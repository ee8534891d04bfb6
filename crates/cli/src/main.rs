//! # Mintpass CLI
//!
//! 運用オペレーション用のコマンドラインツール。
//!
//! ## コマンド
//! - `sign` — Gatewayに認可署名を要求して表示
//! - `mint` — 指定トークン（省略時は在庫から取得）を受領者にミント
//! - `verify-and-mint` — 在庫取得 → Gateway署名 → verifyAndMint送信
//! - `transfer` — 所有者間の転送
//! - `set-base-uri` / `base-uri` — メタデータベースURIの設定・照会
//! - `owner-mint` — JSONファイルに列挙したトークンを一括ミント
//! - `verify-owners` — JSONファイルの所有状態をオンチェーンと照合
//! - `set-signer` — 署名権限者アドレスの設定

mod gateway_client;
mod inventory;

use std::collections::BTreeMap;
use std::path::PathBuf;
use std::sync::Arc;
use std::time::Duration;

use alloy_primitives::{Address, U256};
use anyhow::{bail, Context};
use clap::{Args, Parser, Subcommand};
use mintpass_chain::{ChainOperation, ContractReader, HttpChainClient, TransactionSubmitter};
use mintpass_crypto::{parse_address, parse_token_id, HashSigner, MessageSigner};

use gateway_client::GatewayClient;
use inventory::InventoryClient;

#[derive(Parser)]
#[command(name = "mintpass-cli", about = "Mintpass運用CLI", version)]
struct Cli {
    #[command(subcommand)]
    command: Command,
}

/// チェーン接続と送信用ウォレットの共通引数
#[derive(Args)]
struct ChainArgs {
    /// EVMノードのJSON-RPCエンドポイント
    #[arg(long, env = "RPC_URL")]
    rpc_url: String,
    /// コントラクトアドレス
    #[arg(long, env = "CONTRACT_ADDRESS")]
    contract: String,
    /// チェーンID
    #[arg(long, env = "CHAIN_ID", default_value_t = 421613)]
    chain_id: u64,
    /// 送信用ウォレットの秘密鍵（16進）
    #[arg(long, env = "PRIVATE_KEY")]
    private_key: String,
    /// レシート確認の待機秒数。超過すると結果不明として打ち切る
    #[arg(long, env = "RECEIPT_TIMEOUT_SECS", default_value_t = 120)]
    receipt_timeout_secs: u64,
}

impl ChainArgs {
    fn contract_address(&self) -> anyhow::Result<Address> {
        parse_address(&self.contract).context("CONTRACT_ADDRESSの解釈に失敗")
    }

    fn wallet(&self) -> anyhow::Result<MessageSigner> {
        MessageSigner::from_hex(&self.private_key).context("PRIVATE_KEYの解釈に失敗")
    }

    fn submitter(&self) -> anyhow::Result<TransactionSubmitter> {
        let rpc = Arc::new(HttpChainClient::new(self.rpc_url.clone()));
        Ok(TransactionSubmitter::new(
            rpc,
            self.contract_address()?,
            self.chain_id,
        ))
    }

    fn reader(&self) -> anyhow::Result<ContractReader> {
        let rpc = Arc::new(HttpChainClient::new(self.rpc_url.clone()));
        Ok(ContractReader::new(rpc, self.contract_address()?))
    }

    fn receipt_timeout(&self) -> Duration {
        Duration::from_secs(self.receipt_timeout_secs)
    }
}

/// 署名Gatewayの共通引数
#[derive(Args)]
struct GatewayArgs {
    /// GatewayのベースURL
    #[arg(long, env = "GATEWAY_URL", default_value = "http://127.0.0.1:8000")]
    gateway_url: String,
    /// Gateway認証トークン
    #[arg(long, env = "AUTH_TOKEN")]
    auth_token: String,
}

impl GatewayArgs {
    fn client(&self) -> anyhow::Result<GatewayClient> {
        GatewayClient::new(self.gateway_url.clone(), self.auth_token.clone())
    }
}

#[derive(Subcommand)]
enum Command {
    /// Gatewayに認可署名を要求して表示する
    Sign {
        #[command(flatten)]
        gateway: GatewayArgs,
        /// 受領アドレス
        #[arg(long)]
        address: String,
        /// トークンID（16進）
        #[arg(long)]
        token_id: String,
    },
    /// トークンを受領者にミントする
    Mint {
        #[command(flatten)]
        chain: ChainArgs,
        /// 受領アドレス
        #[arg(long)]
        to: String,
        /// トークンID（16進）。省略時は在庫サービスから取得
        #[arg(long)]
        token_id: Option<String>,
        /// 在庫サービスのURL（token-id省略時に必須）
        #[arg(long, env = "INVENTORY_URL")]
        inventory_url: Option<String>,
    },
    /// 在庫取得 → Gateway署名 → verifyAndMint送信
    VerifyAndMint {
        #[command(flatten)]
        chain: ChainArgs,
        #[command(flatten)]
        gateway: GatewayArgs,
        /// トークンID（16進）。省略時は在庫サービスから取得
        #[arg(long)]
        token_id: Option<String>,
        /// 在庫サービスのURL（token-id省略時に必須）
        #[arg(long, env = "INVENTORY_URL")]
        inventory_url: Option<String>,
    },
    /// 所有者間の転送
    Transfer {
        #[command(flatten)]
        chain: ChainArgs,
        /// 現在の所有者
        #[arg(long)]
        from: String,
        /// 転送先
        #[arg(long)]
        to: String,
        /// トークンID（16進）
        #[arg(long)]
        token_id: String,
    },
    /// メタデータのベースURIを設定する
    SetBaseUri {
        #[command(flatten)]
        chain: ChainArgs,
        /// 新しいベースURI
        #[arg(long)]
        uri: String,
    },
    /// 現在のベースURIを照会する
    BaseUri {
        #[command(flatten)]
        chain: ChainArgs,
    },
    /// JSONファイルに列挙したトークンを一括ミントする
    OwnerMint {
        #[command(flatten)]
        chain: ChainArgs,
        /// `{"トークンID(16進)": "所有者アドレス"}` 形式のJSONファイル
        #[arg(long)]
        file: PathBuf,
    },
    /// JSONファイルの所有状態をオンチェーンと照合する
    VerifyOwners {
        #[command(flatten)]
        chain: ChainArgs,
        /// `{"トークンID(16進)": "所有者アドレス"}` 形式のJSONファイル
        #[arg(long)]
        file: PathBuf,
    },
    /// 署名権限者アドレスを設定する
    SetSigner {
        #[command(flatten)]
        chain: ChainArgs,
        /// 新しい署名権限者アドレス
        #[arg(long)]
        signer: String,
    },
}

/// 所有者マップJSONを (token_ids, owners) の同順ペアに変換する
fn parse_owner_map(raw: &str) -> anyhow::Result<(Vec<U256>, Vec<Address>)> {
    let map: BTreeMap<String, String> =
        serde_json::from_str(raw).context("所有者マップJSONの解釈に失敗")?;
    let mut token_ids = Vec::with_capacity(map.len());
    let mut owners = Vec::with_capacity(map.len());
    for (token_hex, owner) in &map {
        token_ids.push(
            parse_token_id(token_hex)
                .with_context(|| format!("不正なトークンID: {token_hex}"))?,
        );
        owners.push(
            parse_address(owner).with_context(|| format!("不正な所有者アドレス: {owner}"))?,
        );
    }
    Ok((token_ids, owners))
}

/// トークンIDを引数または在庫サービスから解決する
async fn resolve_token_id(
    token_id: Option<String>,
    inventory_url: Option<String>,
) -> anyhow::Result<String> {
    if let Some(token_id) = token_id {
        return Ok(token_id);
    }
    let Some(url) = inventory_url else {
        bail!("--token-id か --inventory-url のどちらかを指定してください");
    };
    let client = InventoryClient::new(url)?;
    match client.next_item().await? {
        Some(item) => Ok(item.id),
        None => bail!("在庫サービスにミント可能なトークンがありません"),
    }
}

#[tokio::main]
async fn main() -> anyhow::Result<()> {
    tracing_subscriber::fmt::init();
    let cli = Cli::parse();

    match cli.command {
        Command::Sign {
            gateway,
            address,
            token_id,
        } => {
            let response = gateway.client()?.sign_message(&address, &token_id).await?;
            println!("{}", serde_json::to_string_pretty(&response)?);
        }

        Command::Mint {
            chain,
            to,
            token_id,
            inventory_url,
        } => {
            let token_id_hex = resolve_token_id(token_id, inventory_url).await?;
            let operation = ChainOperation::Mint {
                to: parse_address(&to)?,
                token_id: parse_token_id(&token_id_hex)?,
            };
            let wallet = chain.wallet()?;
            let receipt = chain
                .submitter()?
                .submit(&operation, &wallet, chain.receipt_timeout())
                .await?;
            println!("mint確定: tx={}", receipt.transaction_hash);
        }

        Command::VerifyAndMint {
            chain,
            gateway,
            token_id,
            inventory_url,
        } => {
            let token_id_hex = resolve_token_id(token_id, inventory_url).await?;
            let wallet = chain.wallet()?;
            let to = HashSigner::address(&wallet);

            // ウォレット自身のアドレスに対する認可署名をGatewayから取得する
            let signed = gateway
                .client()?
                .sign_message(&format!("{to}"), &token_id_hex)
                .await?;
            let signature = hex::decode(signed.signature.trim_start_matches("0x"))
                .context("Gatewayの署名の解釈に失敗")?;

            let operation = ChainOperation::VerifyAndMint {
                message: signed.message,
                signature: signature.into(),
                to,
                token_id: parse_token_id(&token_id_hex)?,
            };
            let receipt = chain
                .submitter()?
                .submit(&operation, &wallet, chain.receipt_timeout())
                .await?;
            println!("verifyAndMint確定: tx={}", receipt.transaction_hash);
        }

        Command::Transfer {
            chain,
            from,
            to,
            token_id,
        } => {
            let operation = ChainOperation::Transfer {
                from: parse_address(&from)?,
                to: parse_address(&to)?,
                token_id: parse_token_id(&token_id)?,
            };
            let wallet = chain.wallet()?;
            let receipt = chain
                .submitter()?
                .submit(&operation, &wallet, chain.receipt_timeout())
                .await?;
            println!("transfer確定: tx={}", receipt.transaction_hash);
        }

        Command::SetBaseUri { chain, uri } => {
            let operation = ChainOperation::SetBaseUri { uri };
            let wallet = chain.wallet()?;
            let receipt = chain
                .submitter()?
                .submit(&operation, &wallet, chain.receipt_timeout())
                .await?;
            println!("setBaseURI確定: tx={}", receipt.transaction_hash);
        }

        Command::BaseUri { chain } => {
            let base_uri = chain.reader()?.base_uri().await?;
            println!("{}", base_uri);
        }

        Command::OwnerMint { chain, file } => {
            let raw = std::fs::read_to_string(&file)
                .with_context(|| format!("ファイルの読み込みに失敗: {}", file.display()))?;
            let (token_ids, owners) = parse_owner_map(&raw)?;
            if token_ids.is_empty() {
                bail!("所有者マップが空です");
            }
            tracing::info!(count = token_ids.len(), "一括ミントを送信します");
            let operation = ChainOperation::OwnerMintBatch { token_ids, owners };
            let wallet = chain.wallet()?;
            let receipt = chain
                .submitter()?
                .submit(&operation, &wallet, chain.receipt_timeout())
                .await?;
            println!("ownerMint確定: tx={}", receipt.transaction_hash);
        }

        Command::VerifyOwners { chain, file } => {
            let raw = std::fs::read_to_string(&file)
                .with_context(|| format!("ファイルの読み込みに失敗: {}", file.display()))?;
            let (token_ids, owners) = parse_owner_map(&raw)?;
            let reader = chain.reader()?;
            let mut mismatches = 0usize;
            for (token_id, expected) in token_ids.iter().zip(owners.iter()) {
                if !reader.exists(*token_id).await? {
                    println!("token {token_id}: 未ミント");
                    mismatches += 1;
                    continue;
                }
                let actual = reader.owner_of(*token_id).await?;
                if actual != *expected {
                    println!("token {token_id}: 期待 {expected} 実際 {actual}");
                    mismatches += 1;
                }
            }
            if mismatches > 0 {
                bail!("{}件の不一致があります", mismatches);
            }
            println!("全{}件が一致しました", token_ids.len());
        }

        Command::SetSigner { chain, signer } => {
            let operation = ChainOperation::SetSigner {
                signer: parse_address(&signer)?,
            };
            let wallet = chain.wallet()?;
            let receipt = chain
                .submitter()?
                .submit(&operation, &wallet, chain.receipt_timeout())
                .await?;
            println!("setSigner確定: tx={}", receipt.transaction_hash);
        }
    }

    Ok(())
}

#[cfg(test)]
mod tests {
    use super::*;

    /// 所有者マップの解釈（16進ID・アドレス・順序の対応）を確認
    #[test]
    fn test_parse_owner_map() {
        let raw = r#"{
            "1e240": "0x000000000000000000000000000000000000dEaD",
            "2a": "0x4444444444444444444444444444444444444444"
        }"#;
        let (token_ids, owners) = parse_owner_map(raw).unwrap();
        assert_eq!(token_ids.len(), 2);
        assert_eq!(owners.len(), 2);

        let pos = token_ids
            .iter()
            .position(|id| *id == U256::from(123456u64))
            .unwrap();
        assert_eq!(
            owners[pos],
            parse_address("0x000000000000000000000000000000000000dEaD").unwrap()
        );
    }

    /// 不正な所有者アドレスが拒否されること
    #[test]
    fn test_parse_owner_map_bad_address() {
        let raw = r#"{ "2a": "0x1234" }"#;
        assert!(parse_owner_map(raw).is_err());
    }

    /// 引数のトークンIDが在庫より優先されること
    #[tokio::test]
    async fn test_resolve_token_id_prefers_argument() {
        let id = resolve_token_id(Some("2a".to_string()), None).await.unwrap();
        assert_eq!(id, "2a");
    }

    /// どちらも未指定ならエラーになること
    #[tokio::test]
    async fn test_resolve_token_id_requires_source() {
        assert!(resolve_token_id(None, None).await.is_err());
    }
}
########################################
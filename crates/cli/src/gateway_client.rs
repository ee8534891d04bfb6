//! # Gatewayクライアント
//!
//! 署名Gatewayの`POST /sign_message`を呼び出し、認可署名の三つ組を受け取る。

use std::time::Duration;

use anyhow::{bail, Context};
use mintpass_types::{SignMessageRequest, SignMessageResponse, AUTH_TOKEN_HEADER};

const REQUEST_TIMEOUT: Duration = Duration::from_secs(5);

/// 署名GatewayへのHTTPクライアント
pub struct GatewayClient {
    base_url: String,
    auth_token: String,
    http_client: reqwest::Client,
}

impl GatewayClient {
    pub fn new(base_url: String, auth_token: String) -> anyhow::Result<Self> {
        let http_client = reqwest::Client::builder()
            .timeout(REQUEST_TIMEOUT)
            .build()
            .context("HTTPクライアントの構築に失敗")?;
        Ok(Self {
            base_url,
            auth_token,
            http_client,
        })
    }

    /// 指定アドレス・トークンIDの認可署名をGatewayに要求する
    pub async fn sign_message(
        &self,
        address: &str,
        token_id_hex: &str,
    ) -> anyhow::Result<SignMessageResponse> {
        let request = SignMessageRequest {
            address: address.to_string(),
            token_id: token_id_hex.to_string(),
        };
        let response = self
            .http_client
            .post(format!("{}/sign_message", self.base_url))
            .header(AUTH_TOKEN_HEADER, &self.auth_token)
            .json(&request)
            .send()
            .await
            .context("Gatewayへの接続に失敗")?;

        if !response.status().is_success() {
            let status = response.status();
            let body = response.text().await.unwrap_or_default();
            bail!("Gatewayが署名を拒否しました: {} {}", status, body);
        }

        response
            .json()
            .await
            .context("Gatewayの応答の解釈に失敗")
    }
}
########################################
▸ TRY IT
From the records above, return each line that includes "signature".

▸ SOLUTION TO THIS TASK
            let signature = hex::decode(signed.signature.trim_start_matches("0x"))
                signature: signature.into(),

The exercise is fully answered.